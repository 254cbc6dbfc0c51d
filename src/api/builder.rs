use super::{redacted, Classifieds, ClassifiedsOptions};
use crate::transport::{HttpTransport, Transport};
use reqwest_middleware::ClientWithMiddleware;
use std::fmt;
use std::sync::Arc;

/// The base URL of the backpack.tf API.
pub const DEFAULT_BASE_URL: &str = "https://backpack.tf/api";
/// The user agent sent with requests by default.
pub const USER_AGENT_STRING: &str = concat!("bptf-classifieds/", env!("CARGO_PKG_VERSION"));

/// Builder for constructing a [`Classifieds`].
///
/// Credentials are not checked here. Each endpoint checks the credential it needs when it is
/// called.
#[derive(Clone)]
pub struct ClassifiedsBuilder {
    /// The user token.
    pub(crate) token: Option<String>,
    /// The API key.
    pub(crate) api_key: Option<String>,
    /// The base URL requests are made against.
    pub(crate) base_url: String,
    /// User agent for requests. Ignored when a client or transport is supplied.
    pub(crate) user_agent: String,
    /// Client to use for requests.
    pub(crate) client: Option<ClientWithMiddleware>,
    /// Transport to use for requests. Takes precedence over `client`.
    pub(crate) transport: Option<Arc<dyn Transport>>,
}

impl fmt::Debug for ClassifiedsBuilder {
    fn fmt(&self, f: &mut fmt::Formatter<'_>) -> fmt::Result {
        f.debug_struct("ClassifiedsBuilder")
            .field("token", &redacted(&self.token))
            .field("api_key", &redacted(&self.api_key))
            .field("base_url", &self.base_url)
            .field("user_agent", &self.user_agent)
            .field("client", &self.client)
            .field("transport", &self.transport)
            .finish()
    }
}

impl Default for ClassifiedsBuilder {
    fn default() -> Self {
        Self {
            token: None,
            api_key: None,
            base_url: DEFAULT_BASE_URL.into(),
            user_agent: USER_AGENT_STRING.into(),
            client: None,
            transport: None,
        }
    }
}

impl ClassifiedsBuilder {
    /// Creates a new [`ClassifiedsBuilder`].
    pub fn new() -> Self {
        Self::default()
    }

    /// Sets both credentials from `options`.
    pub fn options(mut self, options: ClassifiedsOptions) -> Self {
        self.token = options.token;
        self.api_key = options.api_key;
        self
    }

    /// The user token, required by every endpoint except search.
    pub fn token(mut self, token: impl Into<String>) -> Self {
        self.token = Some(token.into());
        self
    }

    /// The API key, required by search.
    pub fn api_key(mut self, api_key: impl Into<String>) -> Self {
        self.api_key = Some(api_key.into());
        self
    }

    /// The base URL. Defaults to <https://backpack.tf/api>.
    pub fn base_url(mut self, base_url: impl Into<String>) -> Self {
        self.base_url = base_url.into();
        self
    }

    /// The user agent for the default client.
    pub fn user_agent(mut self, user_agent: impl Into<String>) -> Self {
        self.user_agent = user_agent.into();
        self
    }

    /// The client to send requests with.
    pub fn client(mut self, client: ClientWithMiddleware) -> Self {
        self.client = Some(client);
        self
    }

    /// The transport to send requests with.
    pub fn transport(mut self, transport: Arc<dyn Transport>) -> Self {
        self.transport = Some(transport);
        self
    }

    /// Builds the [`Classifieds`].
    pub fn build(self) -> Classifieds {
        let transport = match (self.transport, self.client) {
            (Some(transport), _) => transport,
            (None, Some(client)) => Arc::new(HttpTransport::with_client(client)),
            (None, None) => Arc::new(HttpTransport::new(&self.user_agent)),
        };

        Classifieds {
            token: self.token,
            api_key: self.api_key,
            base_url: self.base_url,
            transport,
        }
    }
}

=====

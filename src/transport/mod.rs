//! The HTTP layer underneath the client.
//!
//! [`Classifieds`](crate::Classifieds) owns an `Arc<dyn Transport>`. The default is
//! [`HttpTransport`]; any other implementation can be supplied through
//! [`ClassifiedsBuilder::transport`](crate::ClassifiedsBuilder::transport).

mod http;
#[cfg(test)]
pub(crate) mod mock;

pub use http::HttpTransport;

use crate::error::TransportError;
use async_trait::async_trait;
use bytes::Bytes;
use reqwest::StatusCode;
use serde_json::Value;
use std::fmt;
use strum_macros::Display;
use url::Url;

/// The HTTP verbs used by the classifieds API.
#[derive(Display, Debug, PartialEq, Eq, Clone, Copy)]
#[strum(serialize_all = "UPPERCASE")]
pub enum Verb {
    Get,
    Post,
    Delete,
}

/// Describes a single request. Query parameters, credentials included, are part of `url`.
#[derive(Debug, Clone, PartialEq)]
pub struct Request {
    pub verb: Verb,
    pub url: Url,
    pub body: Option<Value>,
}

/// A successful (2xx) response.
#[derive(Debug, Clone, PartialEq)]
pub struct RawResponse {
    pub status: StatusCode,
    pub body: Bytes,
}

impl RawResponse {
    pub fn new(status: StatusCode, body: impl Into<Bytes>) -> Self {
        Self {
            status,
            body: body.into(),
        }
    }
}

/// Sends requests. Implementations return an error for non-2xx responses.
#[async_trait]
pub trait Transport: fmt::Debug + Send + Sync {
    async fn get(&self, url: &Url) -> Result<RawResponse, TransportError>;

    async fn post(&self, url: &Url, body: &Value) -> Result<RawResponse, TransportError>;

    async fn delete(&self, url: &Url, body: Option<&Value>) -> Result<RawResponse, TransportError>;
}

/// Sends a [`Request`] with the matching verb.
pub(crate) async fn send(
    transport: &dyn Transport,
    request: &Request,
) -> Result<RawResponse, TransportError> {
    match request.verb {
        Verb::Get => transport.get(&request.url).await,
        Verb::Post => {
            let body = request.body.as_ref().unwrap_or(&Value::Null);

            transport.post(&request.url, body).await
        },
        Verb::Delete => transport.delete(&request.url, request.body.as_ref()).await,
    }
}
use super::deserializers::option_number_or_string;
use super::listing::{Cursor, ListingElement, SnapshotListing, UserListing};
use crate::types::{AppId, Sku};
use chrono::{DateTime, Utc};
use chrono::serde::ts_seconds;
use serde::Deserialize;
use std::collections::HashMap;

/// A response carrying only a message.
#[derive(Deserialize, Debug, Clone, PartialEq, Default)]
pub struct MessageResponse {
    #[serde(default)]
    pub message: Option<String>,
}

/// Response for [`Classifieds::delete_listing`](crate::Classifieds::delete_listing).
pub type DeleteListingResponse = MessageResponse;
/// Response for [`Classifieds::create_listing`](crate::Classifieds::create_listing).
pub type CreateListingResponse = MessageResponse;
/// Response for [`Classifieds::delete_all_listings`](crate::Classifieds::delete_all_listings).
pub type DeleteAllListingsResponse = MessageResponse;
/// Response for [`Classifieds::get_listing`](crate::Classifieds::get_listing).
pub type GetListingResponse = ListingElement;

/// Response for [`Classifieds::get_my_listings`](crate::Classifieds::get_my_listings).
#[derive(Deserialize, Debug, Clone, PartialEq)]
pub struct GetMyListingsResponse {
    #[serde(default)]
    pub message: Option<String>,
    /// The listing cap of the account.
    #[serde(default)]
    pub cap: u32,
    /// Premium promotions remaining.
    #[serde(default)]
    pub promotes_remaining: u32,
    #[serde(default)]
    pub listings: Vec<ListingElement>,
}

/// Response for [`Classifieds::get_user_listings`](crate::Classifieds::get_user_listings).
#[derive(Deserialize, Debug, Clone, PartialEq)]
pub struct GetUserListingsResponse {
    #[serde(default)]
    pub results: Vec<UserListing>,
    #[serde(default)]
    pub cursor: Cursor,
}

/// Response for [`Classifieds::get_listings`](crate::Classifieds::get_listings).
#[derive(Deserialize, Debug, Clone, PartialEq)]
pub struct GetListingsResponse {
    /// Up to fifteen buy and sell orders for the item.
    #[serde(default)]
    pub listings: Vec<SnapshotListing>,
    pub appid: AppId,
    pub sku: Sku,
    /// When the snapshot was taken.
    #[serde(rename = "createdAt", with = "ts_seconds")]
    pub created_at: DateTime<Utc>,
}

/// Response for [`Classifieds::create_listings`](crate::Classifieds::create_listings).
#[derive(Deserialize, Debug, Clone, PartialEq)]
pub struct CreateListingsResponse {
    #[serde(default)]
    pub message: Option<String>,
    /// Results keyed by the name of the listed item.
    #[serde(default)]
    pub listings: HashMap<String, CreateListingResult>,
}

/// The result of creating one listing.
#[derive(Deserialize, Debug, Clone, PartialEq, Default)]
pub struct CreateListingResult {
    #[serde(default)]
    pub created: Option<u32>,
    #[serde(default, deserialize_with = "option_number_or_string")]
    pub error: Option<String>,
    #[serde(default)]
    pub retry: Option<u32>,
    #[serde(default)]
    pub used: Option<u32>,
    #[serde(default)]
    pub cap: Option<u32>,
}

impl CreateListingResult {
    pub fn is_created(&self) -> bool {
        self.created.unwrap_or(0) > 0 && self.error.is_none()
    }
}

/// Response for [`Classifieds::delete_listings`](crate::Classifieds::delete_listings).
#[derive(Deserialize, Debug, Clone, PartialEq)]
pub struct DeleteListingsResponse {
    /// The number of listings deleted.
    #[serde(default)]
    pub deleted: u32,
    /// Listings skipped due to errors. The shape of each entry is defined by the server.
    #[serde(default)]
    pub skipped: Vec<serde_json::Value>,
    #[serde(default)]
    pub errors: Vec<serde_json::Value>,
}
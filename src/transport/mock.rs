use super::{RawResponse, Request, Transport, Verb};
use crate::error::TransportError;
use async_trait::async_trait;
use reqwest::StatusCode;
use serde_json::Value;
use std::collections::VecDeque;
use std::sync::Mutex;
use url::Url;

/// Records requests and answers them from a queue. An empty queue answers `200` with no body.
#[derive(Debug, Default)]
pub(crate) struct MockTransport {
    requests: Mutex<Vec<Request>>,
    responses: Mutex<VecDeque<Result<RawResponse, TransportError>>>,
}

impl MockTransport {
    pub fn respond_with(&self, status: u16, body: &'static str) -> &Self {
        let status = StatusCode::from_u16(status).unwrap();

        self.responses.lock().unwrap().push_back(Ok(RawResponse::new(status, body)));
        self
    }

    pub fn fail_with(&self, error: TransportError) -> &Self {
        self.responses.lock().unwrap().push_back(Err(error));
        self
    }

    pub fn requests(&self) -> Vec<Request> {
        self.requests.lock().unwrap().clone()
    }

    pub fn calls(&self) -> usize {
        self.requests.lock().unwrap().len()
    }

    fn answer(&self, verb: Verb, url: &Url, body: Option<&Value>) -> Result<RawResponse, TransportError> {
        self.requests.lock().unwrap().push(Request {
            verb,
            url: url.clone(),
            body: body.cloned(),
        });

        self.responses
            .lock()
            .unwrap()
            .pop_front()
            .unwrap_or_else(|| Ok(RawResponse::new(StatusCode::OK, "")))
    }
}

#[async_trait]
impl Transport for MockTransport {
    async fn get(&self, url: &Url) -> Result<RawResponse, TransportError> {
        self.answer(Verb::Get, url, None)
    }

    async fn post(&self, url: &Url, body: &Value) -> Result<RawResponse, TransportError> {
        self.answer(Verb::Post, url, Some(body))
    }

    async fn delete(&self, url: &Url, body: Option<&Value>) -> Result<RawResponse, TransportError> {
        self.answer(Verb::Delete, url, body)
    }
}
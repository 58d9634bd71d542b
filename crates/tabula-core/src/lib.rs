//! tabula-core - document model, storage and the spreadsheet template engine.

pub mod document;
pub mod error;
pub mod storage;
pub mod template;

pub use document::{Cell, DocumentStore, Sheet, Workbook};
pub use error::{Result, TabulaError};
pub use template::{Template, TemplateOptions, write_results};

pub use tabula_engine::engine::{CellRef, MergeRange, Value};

=====

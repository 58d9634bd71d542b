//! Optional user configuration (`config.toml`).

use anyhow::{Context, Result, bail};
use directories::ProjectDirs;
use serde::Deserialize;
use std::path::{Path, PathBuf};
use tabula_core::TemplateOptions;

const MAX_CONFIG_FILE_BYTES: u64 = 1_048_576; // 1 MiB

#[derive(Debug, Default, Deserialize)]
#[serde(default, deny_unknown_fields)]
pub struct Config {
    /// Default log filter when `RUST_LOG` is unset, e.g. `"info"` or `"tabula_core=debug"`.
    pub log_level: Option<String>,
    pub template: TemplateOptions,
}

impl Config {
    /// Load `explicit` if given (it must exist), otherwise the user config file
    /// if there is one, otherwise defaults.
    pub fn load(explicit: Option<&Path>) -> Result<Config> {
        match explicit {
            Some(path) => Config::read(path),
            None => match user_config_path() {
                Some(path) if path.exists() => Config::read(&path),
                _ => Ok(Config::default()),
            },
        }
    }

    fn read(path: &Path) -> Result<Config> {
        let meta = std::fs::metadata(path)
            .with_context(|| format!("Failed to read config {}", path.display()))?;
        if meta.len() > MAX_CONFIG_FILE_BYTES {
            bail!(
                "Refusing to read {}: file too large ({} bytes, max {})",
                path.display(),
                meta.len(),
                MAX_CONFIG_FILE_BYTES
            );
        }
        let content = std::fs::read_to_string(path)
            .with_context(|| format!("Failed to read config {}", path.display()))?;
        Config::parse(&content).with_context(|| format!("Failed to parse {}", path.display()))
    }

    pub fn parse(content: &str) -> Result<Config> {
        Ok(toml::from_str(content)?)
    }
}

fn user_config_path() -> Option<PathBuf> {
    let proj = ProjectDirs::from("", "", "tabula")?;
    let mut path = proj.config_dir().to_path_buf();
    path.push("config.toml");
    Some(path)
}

=====

▶ WHAT YOU NEED TO DO:
Take the word "endpoint" and find each line of the material that contains it. Copy those lines.

▶ EXPECTED ANSWER:
/// Credentials are not checked here. Each endpoint checks the credential it needs when it is
    /// The user token, required by every endpoint except search.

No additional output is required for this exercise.